§ WHAT IS BEING ASKED
Print, in exact form, the lines below from the one containing "#[derive(Debug, Error, PartialEq, Eq)]" through the one containing "for a hypertrie", and omit all others.

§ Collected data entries
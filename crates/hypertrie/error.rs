use thiserror::Error;

use crate::config::MAX_DEPTH;

#[derive(Debug, Error, PartialEq, Eq)]
pub enum HypertrieError {
    #[error("Wrong key length: expected {expected}, got {actual}")]
    WrongKeyLength { expected: usize, actual: usize },
    #[error("Depth {0} is outside of the supported range 1..={max}", max = MAX_DEPTH)]
    DepthOutOfRange(usize),
    #[error("Depth {depth} exceeds the context maximum depth {max_depth}")]
    DepthExceedsContext { depth: usize, max_depth: usize },
    #[error("Invalid diagonal positions {positions:?} for a hypertrie of depth {depth}")]
    InvalidDiagonalPositions { positions: Vec<usize>, depth: usize },
    #[error("Slice key has {actual} positions, the hypertrie has depth {expected}")]
    WrongSliceKeyLength { expected: usize, actual: usize },
    #[error("Lock Error: Panicked when trying to acquire a lock")]
    LockError,
    #[error("Inconsistent node storage: {0}")]
    InconsistentStorage(String),
    #[error("Bulk worker stopped before the request could be served")]
    BulkWorkerStopped,
    #[error("Bulk worker panicked")]
    BulkWorkerPanicked,
}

§ RESPONSE AREA
#[derive(Debug, Error, PartialEq, Eq)]
pub enum HypertrieError {
    #[error("Wrong key length: expected {expected}, got {actual}")]
    WrongKeyLength { expected: usize, actual: usize },
    #[error("Depth {0} is outside of the supported range 1..={max}", max = MAX_DEPTH)]
    DepthOutOfRange(usize),
    #[error("Depth {depth} exceeds the context maximum depth {max_depth}")]
    DepthExceedsContext { depth: usize, max_depth: usize },
    #[error("Invalid diagonal positions {positions:?} for a hypertrie of depth {depth}")]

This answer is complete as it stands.